INFORMATION PROVIDED -
--
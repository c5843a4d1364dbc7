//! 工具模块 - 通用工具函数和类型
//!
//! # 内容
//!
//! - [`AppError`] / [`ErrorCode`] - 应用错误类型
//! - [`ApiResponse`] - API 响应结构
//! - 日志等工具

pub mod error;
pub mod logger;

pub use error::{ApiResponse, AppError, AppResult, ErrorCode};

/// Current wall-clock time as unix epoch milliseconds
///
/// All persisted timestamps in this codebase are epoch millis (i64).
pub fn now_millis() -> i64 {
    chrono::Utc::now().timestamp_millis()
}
--
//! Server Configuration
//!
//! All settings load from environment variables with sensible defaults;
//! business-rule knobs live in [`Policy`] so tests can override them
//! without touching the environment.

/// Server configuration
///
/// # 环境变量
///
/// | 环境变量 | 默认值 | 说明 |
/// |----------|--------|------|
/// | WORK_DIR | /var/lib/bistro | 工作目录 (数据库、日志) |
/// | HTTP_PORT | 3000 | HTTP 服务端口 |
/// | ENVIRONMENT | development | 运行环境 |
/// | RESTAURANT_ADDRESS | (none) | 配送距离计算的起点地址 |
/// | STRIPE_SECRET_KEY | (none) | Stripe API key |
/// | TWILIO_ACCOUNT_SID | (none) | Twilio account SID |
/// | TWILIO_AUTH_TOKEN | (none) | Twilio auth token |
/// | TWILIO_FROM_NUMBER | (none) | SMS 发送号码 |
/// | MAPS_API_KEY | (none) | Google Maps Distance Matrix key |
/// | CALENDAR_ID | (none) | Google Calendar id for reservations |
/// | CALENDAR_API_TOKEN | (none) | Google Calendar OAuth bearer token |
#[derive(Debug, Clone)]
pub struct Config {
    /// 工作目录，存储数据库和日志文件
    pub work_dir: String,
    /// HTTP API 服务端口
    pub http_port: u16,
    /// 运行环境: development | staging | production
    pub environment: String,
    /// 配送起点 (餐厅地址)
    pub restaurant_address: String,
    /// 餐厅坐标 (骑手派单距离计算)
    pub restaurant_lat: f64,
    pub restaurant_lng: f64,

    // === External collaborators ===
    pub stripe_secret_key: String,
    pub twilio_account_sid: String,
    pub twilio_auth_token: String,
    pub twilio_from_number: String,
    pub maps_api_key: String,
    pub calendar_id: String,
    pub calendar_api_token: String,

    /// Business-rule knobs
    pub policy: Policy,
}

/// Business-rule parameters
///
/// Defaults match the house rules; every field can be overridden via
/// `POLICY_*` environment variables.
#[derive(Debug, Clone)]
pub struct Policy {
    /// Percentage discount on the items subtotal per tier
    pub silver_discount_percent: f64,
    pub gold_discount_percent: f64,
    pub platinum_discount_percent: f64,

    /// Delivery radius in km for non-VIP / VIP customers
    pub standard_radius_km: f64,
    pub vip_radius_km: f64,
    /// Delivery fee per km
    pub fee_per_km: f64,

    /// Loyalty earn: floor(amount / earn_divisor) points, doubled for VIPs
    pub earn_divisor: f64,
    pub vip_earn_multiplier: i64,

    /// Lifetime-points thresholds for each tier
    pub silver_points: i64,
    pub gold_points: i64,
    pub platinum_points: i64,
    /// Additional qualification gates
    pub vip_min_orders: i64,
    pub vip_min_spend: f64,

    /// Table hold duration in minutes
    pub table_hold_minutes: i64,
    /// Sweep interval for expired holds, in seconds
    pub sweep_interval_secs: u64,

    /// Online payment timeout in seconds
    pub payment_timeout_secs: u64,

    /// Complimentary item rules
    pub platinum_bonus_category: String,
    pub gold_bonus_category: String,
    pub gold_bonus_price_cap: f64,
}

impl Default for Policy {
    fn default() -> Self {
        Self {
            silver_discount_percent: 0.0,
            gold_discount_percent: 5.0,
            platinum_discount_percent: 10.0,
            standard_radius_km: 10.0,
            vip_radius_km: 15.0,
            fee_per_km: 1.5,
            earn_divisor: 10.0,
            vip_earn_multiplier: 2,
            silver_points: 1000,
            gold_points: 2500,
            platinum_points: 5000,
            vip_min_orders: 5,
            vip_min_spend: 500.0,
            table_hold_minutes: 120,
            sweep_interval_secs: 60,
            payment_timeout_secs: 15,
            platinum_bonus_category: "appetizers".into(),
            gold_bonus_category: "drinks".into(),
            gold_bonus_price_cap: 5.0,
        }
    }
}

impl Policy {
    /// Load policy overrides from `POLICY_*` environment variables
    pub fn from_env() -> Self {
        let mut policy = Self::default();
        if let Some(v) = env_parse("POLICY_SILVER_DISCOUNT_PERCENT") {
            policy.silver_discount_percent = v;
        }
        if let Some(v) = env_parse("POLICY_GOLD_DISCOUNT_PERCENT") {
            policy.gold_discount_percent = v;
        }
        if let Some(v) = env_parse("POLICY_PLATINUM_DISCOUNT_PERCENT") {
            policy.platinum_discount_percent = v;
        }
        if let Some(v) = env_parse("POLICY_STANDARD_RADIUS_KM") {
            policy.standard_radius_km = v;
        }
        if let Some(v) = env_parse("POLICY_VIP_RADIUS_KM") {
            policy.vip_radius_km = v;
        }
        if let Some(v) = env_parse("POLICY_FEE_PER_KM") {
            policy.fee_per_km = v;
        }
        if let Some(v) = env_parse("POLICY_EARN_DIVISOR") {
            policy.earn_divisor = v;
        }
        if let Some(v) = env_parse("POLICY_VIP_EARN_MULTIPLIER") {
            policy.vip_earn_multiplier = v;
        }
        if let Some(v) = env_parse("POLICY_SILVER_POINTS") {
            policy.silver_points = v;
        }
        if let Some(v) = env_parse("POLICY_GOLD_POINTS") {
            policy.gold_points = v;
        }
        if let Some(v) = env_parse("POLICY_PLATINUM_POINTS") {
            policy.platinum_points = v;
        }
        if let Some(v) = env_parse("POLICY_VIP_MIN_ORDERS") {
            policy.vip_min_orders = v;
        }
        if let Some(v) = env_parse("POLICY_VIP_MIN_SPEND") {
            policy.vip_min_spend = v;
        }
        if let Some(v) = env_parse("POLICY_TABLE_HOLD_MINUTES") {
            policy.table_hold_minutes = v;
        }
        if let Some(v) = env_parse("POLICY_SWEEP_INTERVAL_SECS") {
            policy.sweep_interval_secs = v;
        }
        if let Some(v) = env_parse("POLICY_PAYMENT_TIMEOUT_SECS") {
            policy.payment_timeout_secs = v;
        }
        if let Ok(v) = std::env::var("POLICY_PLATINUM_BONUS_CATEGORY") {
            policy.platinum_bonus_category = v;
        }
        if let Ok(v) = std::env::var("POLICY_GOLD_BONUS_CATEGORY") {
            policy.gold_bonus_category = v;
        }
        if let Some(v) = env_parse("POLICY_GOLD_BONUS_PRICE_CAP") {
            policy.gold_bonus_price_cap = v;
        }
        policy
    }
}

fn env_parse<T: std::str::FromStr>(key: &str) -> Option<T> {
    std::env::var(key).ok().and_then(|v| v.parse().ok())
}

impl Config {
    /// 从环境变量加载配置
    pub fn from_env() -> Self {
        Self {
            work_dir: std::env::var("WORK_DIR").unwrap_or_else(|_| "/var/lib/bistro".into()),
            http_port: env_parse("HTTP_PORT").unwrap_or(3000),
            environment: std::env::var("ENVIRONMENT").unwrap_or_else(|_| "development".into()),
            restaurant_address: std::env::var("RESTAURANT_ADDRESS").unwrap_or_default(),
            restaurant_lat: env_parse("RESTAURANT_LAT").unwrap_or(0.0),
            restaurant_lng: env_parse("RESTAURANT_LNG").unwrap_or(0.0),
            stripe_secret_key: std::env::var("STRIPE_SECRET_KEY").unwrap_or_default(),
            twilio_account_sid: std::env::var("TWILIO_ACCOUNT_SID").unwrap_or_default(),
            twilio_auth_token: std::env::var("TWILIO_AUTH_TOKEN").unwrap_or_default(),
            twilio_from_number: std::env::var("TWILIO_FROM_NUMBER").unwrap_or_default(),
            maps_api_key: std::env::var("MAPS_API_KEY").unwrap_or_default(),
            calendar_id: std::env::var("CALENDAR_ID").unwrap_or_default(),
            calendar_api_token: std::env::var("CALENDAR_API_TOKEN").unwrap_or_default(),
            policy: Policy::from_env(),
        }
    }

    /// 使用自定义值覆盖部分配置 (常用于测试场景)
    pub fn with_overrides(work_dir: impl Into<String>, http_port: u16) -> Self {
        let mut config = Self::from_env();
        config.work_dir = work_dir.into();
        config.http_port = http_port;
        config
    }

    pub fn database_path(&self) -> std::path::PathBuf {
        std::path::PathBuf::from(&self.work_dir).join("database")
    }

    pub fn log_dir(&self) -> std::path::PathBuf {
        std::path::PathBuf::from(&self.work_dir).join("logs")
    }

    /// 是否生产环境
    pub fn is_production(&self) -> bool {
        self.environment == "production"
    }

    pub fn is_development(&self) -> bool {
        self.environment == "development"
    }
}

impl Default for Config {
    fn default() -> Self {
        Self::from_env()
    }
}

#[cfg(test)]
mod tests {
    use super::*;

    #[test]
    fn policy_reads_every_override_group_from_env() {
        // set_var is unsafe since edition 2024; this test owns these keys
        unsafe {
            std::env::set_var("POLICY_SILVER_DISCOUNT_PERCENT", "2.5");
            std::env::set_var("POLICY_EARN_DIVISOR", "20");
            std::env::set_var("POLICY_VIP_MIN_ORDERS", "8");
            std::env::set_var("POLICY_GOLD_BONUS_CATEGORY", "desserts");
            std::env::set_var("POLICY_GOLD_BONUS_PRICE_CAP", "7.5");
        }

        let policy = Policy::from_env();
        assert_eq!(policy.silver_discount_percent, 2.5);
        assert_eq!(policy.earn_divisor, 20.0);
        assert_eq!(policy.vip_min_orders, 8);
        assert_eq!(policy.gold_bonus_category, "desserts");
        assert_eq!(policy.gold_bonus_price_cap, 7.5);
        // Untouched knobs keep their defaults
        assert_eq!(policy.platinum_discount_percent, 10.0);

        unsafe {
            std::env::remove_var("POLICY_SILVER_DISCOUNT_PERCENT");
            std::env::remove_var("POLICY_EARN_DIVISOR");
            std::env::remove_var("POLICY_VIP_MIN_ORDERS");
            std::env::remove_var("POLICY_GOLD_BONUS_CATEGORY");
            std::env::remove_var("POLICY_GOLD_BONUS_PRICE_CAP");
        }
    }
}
--
WHAT TO DO -
Search the listing for "desserts" and show every line where it occurs.

SOLUTION -
            std::env::set_var("POLICY_GOLD_BONUS_CATEGORY", "desserts");
        assert_eq!(policy.gold_bonus_category, "desserts");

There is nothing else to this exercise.